Dans la même académie, la fiche préparatoire renseignée par la famille pour préparer le choix d’orientation saisi via internet, ne stipule pas l’apprentissage parmi les choix d’orientation.

L’académie de Créteil, en revanche, présente l’apprentissage dans la fiche préparatoire, comme une voie d’orientation au même titre que la voie scolaire de sorte que l’élève a systématiquement le choix entre voie scolaire et voie par apprentissage pour chaque diplôme de la spécialité choisie.

On constate ainsi que les rectorats ont une grande latitude pour organiser l’information et la procédure d’orientation des collégiens. Les documents remis aux familles, participant au titre de la procédure officielle, ont sans aucun doute un effet sur le choix des familles. Le fait de stipuler l’apprentissage comme un choix annexe « hors système éducatif » peut facilement être anxiogène et conduire à des renoncements. Il s’agit d’une aberration pédagogique et politique révélant une incompréhension radicale de l’apprentissage. Rajouter des procédures de vérification complémentaire au-delà des évaluations de compétences acquises dans le cadre de la formation peut conduire également à stigmatiser l’élève qui choisit la voie professionnelle.

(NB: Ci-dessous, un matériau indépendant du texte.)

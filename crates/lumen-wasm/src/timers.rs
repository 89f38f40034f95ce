//! Scheduler on browser `setTimeout`
//!
//! Fired timers are handed to a dispatch callback set by the player facade,
//! which routes them into `PlayerSession::handle_timer`.

use gloo_timers::callback::Timeout;
use lumen_core::{FiredTimer, Scheduler, TimerId, TimerKind};
use std::cell::{Cell, RefCell};
use std::collections::HashMap;
use std::rc::Rc;
use std::time::Duration;

type Dispatch = Box<dyn Fn(FiredTimer)>;

#[derive(Default)]
struct Inner {
    next_id: Cell<u64>,
    pending: RefCell<HashMap<TimerId, Timeout>>,
    /// Last timeout that ran, kept until the next one fires
    spent: RefCell<Vec<Timeout>>,
    dispatch: RefCell<Option<Dispatch>>,
}

/// Browser timer service; clones share the same timers
#[derive(Clone)]
pub struct BrowserScheduler {
    inner: Rc<Inner>,
    started_ms: f64,
}

impl BrowserScheduler {
    pub fn new() -> Self {
        Self {
            inner: Rc::new(Inner::default()),
            started_ms: js_sys::Date::now(),
        }
    }

    /// Where fired timers go
    pub fn set_dispatch(&self, dispatch: impl Fn(FiredTimer) + 'static) {
        *self.inner.dispatch.borrow_mut() = Some(Box::new(dispatch));
    }

    /// Drop every pending timer and the dispatch target
    pub fn shutdown(&self) {
        self.inner.pending.borrow_mut().clear();
        self.inner.spent.borrow_mut().clear();
        self.inner.dispatch.borrow_mut().take();
    }

    pub fn pending_count(&self) -> usize {
        self.inner.pending.borrow().len()
    }
}

impl Default for BrowserScheduler {
    fn default() -> Self {
        Self::new()
    }
}

impl Scheduler for BrowserScheduler {
    fn now(&self) -> Duration {
        Duration::from_secs_f64(((js_sys::Date::now() - self.started_ms) / 1000.0).max(0.0))
    }

    fn after(&self, delay: Duration, kind: TimerKind) -> TimerId {
        let id = TimerId(self.inner.next_id.get() + 1);
        self.inner.next_id.set(id.0);

        let weak = Rc::downgrade(&self.inner);
        let millis = u32::try_from(delay.as_millis()).unwrap_or(u32::MAX);
        let timeout = Timeout::new(millis, move || {
            let Some(inner) = weak.upgrade() else {
                return;
            };
            let Some(spent) = inner.pending.borrow_mut().remove(&id) else {
                return;
            };
            // Earlier timeouts are finished by now; this one is still running
            let finished = std::mem::replace(&mut *inner.spent.borrow_mut(), vec![spent]);
            drop(finished);
            if let Some(dispatch) = inner.dispatch.borrow().as_ref() {
                dispatch(FiredTimer { id, kind });
            }
        });

        self.inner.pending.borrow_mut().insert(id, timeout);
        id
    }

    fn cancel(&self, id: TimerId) {
        // Dropping a gloo Timeout clears it
        self.inner.pending.borrow_mut().remove(&id);
    }
}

Le ministère de l’Éducation nationale est invité à imposer à ses académies au minimum une neutralité dans la présentation faite de l’apprentissage et à contenir les préjugés obscurantistes que l’on rencontre encore parfois dans les milieux académiques contre l’apprentissage.

Le MEDEF demande ainsi la généralisation de la démarche conduite par l’académie de Créteil.

Par ailleurs, afin de rendre plus concrète l’approche des métiers, indépendamment du type de formation y conduisant, une journée de présentation des métiers, sollicitant des professionnels et des parents d’élèves, devrait être systématiquement organisée en fin de troisième et de terminale, dans chaque collège et lycée.

♦♦♦2.♦La♦construction♦des♦diplômes

Constats Afin que les entreprises accroissent leurs efforts en faveur de l’alternance, il est nécessaire de résoudre trois types de problèmes, qui concernent davantage l’apprentissage que la professionnalisation.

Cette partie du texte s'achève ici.